Exercise details: In the records below, count every line that includes the word "entries". Provide the total alone.

Stored dataset items:
▼▼▼

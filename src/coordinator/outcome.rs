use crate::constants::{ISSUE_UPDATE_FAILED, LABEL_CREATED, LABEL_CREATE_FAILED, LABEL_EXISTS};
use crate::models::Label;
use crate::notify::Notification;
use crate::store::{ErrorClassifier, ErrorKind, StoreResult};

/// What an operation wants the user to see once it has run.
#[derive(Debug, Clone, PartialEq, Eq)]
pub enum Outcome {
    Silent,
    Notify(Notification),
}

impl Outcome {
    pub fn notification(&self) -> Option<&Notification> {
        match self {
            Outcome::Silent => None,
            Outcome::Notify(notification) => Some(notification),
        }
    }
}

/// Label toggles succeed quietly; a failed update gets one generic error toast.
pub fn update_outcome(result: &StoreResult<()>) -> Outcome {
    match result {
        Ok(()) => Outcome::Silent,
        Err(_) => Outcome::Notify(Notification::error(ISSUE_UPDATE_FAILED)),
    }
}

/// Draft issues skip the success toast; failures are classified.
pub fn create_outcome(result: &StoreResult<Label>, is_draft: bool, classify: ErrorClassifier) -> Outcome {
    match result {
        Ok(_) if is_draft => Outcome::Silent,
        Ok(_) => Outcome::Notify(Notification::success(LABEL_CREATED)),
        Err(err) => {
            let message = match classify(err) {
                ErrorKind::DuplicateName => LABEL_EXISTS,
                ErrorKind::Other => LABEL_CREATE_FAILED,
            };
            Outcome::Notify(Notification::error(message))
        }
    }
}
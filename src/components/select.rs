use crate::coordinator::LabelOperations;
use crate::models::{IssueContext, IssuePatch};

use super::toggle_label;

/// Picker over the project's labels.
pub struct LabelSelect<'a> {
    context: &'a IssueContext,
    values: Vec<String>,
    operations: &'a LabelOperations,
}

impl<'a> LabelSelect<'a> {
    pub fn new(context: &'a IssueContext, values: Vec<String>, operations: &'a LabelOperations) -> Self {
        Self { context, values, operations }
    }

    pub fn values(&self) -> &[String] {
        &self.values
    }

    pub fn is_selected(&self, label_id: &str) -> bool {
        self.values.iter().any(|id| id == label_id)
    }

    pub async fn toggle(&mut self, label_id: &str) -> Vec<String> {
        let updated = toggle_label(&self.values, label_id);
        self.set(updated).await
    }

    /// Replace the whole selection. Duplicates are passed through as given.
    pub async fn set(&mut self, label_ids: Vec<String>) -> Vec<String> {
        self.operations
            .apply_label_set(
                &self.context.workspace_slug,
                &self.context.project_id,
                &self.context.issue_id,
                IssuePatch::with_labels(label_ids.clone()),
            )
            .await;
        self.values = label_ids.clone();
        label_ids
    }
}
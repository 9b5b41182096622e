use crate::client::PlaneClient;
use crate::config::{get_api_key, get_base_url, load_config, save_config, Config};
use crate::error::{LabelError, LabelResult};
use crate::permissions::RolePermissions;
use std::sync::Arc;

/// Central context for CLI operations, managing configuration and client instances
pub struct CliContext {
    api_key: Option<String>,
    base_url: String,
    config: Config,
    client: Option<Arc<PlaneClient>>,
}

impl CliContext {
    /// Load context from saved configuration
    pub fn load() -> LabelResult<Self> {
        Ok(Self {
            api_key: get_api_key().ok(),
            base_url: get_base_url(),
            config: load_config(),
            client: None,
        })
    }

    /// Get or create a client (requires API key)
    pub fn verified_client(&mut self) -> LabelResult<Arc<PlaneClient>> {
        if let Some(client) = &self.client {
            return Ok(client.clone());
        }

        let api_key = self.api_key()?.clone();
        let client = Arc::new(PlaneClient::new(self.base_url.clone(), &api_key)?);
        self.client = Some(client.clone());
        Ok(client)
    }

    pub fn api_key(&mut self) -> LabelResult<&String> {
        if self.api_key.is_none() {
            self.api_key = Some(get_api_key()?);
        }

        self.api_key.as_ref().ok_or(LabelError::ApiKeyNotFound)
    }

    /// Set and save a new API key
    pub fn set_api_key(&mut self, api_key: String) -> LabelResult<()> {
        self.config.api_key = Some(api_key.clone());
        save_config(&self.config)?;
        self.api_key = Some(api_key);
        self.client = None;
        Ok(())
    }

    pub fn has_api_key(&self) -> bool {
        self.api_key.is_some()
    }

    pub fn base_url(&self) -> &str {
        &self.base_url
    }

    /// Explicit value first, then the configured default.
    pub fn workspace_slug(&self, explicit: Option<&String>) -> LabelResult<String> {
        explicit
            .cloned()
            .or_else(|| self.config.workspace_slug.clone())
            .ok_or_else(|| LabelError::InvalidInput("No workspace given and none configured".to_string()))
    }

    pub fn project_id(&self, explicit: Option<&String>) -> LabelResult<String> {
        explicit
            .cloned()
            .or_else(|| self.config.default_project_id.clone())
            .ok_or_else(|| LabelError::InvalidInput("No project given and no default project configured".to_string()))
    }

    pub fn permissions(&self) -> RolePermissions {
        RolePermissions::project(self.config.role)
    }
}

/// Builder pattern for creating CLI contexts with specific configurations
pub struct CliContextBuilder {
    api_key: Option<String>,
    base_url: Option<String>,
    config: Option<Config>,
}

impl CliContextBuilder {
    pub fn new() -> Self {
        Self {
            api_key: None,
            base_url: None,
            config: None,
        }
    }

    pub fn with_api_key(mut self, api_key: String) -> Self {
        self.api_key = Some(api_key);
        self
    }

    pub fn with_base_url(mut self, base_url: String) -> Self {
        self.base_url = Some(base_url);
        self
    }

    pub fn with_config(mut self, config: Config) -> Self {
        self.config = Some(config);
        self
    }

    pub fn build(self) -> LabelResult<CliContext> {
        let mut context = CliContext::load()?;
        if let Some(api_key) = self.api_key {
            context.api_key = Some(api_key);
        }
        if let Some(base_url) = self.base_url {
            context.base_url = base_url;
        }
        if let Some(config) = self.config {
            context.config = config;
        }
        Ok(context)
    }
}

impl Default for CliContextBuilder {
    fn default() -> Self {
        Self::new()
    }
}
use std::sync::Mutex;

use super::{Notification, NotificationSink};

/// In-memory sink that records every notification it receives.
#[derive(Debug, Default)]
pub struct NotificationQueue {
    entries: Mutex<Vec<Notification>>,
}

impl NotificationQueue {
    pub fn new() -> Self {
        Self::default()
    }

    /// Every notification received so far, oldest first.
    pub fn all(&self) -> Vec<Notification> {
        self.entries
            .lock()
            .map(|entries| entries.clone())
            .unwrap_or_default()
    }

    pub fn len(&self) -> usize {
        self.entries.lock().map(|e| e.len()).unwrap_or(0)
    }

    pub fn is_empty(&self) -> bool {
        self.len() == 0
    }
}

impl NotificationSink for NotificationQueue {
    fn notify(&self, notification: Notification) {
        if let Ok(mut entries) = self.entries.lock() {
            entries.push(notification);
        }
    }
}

▲▲▲

Solved exercise: 6